YOUR INSTRUCTIONS
Your job is to transcribe the material exactly. Keep every line.

DATA SUPPLIED
=== Section Start ===

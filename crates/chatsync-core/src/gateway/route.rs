//! Gateway route table.
//!
//! Every call the client makes against the remote chat gateway is one of the
//! [`GatewayRoute`] variants. A route knows its transport method, its path
//! segments under the tenant/user scope, and its optional query parameter.
//! Segments are returned raw; the transport is responsible for encoding them.

use std::fmt;

use chatsync_types::chat::Rating;

/// The transport methods the gateway adapter implements.
///
/// Closed on purpose: adding a method forces every `match` on it to be
/// revisited.
#[derive(Debug, Clone, Copy, PartialEq, Eq)]
pub enum GatewayMethod {
    /// Fetch a resource.
    Read,
    /// Create a resource or invoke an action.
    Invoke,
    /// Remove a resource.
    Delete,
}

impl fmt::Display for GatewayMethod {
    fn fmt(&self, f: &mut fmt::Formatter<'_>) -> fmt::Result {
        match self {
            GatewayMethod::Read => write!(f, "read"),
            GatewayMethod::Invoke => write!(f, "invoke"),
            GatewayMethod::Delete => write!(f, "delete"),
        }
    }
}

/// How a rate-message request carries the rating.
///
/// `Omit` sends the request without a `rating` parameter at all; `Set`
/// always includes it.
#[derive(Debug, Clone, Copy, PartialEq, Eq)]
pub enum RatingUpdate {
    Omit,
    Set(bool),
}

impl From<Rating> for RatingUpdate {
    fn from(rating: Rating) -> Self {
        match rating.as_bool() {
            Some(value) => RatingUpdate::Set(value),
            None => RatingUpdate::Omit,
        }
    }
}

/// Tenant and user a session cache is scoped to.
///
/// Supplied by the caller; the manager only borrows it into routes.
#[derive(Debug, Clone, PartialEq, Eq)]
pub struct Scope {
    pub tenant: String,
    pub user: String,
}

impl Scope {
    pub fn new(tenant: impl Into<String>, user: impl Into<String>) -> Self {
        Self {
            tenant: tenant.into(),
            user: user.into(),
        }
    }
}

/// One addressable gateway operation.
#[derive(Debug, Clone, Copy, PartialEq, Eq)]
pub enum GatewayRoute<'a> {
    ListSessions,
    CreateSession,
    ListMessages {
        session_id: &'a str,
    },
    RenameSession {
        session_id: &'a str,
        new_name: &'a str,
    },
    DeleteSession {
        session_id: &'a str,
    },
    Completion {
        session_id: &'a str,
    },
    DebugLog {
        session_id: &'a str,
        debug_log_id: &'a str,
    },
    SummarizeName {
        session_id: &'a str,
    },
    RateMessage {
        session_id: &'a str,
        message_id: &'a str,
        rating: RatingUpdate,
    },
    Tenants,
    Users,
}

impl<'a> GatewayRoute<'a> {
    /// Short operation name used in logs and errors.
    pub fn name(&self) -> &'static str {
        match self {
            GatewayRoute::ListSessions => "list_sessions",
            GatewayRoute::CreateSession => "create_session",
            GatewayRoute::ListMessages { .. } => "list_messages",
            GatewayRoute::RenameSession { .. } => "rename_session",
            GatewayRoute::DeleteSession { .. } => "delete_session",
            GatewayRoute::Completion { .. } => "completion",
            GatewayRoute::DebugLog { .. } => "debug_log",
            GatewayRoute::SummarizeName { .. } => "summarize_name",
            GatewayRoute::RateMessage { .. } => "rate_message",
            GatewayRoute::Tenants => "list_tenants",
            GatewayRoute::Users => "list_users",
        }
    }

    pub fn method(&self) -> GatewayMethod {
        match self {
            GatewayRoute::ListSessions
            | GatewayRoute::ListMessages { .. }
            | GatewayRoute::DebugLog { .. }
            | GatewayRoute::Tenants
            | GatewayRoute::Users => GatewayMethod::Read,
            GatewayRoute::CreateSession
            | GatewayRoute::RenameSession { .. }
            | GatewayRoute::Completion { .. }
            | GatewayRoute::SummarizeName { .. }
            | GatewayRoute::RateMessage { .. } => GatewayMethod::Invoke,
            GatewayRoute::DeleteSession { .. } => GatewayMethod::Delete,
        }
    }

    /// Raw (unencoded) path segments for this route under `scope`.
    pub fn segments<'s>(&self, scope: &'s Scope) -> Vec<&'s str>
    where
        'a: 's,
    {
        let sessions = |rest: &[&'s str]| -> Vec<&'s str> {
            let mut segs = vec![
                "tenant",
                scope.tenant.as_str(),
                "user",
                scope.user.as_str(),
                "sessions",
            ];
            segs.extend_from_slice(rest);
            segs
        };

        match *self {
            GatewayRoute::ListSessions | GatewayRoute::CreateSession => sessions(&[]),
            GatewayRoute::ListMessages { session_id } => sessions(&[session_id, "messages"]),
            GatewayRoute::RenameSession { session_id, .. } => sessions(&[session_id, "rename"]),
            GatewayRoute::DeleteSession { session_id } => sessions(&[session_id]),
            GatewayRoute::Completion { session_id } => sessions(&[session_id, "completion"]),
            GatewayRoute::DebugLog {
                session_id,
                debug_log_id,
            } => sessions(&[session_id, "completiondetails", debug_log_id]),
            GatewayRoute::SummarizeName { session_id } => {
                sessions(&[session_id, "summarize-name"])
            }
            GatewayRoute::RateMessage {
                session_id,
                message_id,
                ..
            } => sessions(&[session_id, "message", message_id, "rate"]),
            GatewayRoute::Tenants => vec!["meta", "tenants"],
            GatewayRoute::Users => vec!["meta", "users"],
        }
    }

    /// The query parameter this route carries, if any.
    pub fn query(&self) -> Option<(&'static str, String)> {
        match *self {
            GatewayRoute::RenameSession { new_name, .. } => {
                Some(("newChatSessionName", new_name.to_string()))
            }
            GatewayRoute::RateMessage {
                rating: RatingUpdate::Set(value),
                ..
            } => Some(("rating", value.to_string())),
            _ => None,
        }
    }

    /// Human-readable target (`/tenant/T1/.../rate?rating=true`), unencoded.
    pub fn target(&self, scope: &Scope) -> String {
        let mut target = String::new();
        for segment in self.segments(scope) {
            target.push('/');
            target.push_str(segment);
        }
        if let Some((key, value)) = self.query() {
            target.push('?');
            target.push_str(key);
            target.push('=');
            target.push_str(&value);
        }
        target
    }
}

=== Section End ===

ANSWER AREA
filename crates/chatsync-core/src/gateway/route.rs
//! Gateway route table.
//!
//! Every call the client makes against the remote chat gateway is one of the
//! [`GatewayRoute`] variants. A route knows its transport method, its path
//! segments under the tenant/user scope, and its optional query parameter.
//! Segments are returned raw; the transport is responsible for encoding them.

use std::fmt;

use chatsync_types::chat::Rating;

/// The transport methods the gateway adapter implements.
///
/// Closed on purpose: adding a method forces every `match` on it to be
/// revisited.
#[derive(Debug, Clone, Copy, PartialEq, Eq)]
pub enum GatewayMethod {
    /// Fetch a resource.
    Read,
    /// Create a resource or invoke an action.
    Invoke,
    /// Remove a resource.
    Delete,
}

impl fmt::Display for GatewayMethod {
    fn fmt(&self, f: &mut fmt::Formatter<'_>) -> fmt::Result {
        match self {
            GatewayMethod::Read => write!(f, "read"),
            GatewayMethod::Invoke => write!(f, "invoke"),
            GatewayMethod::Delete => write!(f, "delete"),
        }
    }
}

/// How a rate-message request carries the rating.
///
/// `Omit` sends the request without a `rating` parameter at all; `Set`
/// always includes it.
#[derive(Debug, Clone, Copy, PartialEq, Eq)]
pub enum RatingUpdate {
    Omit,
    Set(bool),
}

impl From<Rating> for RatingUpdate {
    fn from(rating: Rating) -> Self {
        match rating.as_bool() {
            Some(value) => RatingUpdate::Set(value),
            None => RatingUpdate::Omit,
        }
    }
}

/// Tenant and user a session cache is scoped to.
///
/// Supplied by the caller; the manager only borrows it into routes.
#[derive(Debug, Clone, PartialEq, Eq)]
pub struct Scope {
    pub tenant: String,
    pub user: String,
}

impl Scope {
    pub fn new(tenant: impl Into<String>, user: impl Into<String>) -> Self {
        Self {
            tenant: tenant.into(),
            user: user.into(),
        }
    }
}

/// One addressable gateway operation.
#[derive(Debug, Clone, Copy, PartialEq, Eq)]
pub enum GatewayRoute<'a> {
    ListSessions,
    CreateSession,
    ListMessages {
        session_id: &'a str,
    },
    RenameSession {
        session_id: &'a str,
        new_name: &'a str,
    },
    DeleteSession {
        session_id: &'a str,
    },
    Completion {
        session_id: &'a str,
    },
    DebugLog {
        session_id: &'a str,
        debug_log_id: &'a str,
    },
    SummarizeName {
        session_id: &'a str,
    },
    RateMessage {
        session_id: &'a str,
        message_id: &'a str,
        rating: RatingUpdate,
    },
    Tenants,
    Users,
}

impl<'a> GatewayRoute<'a> {
    /// Short operation name used in logs and errors.
    pub fn name(&self) -> &'static str {
        match self {
            GatewayRoute::ListSessions => "list_sessions",
            GatewayRoute::CreateSession => "create_session",
            GatewayRoute::ListMessages { .. } => "list_messages",
            GatewayRoute::RenameSession { .. } => "rename_session",
            GatewayRoute::DeleteSession { .. } => "delete_session",
            GatewayRoute::Completion { .. } => "completion",
            GatewayRoute::DebugLog { .. } => "debug_log",
            GatewayRoute::SummarizeName { .. } => "summarize_name",
            GatewayRoute::RateMessage { .. } => "rate_message",
            GatewayRoute::Tenants => "list_tenants",
            GatewayRoute::Users => "list_users",
        }
    }

    pub fn method(&self) -> GatewayMethod {
        match self {
            GatewayRoute::ListSessions
            | GatewayRoute::ListMessages { .. }
            | GatewayRoute::DebugLog { .. }
            | GatewayRoute::Tenants
            | GatewayRoute::Users => GatewayMethod::Read,
            GatewayRoute::CreateSession
            | GatewayRoute::RenameSession { .. }
            | GatewayRoute::Completion { .. }
            | GatewayRoute::SummarizeName { .. }
            | GatewayRoute::RateMessage { .. } => GatewayMethod::Invoke,
            GatewayRoute::DeleteSession { .. } => GatewayMethod::Delete,
        }
    }

    /// Raw (unencoded) path segments for this route under `scope`.
    pub fn segments<'s>(&self, scope: &'s Scope) -> Vec<&'s str>
    where
        'a: 's,
    {
        let sessions = |rest: &[&'s str]| -> Vec<&'s str> {
            let mut segs = vec![
                "tenant",
                scope.tenant.as_str(),
                "user",
                scope.user.as_str(),
                "sessions",
            ];
            segs.extend_from_slice(rest);
            segs
        };

        match *self {
            GatewayRoute::ListSessions | GatewayRoute::CreateSession => sessions(&[]),
            GatewayRoute::ListMessages { session_id } => sessions(&[session_id, "messages"]),
            GatewayRoute::RenameSession { session_id, .. } => sessions(&[session_id, "rename"]),
            GatewayRoute::DeleteSession { session_id } => sessions(&[session_id]),
            GatewayRoute::Completion { session_id } => sessions(&[session_id, "completion"]),
            GatewayRoute::DebugLog {
                session_id,
                debug_log_id,
            } => sessions(&[session_id, "completiondetails", debug_log_id]),
            GatewayRoute::SummarizeName { session_id } => {
                sessions(&[session_id, "summarize-name"])
            }
            GatewayRoute::RateMessage {
                session_id,
                message_id,
                ..
            } => sessions(&[session_id, "message", message_id, "rate"]),
            GatewayRoute::Tenants => vec!["meta", "tenants"],
            GatewayRoute::Users => vec!["meta", "users"],
        }
    }

    /// The query parameter this route carries, if any.
    pub fn query(&self) -> Option<(&'static str, String)> {
        match *self {
            GatewayRoute::RenameSession { new_name, .. } => {
                Some(("newChatSessionName", new_name.to_string()))
            }
            GatewayRoute::RateMessage {
                rating: RatingUpdate::Set(value),
                ..
            } => Some(("rating", value.to_string())),
            _ => None,
        }
    }

    /// Human-readable target (`/tenant/T1/.../rate?rating=true`), unencoded.
    pub fn target(&self, scope: &Scope) -> String {
        let mut target = String::new();
        for segment in self.segments(scope) {
            target.push('/');
            target.push_str(segment);
        }
        if let Some((key, value)) = self.query() {
            target.push('?');
            target.push_str(key);
            target.push('=');
            target.push_str(&value);
        }
        target
    }
}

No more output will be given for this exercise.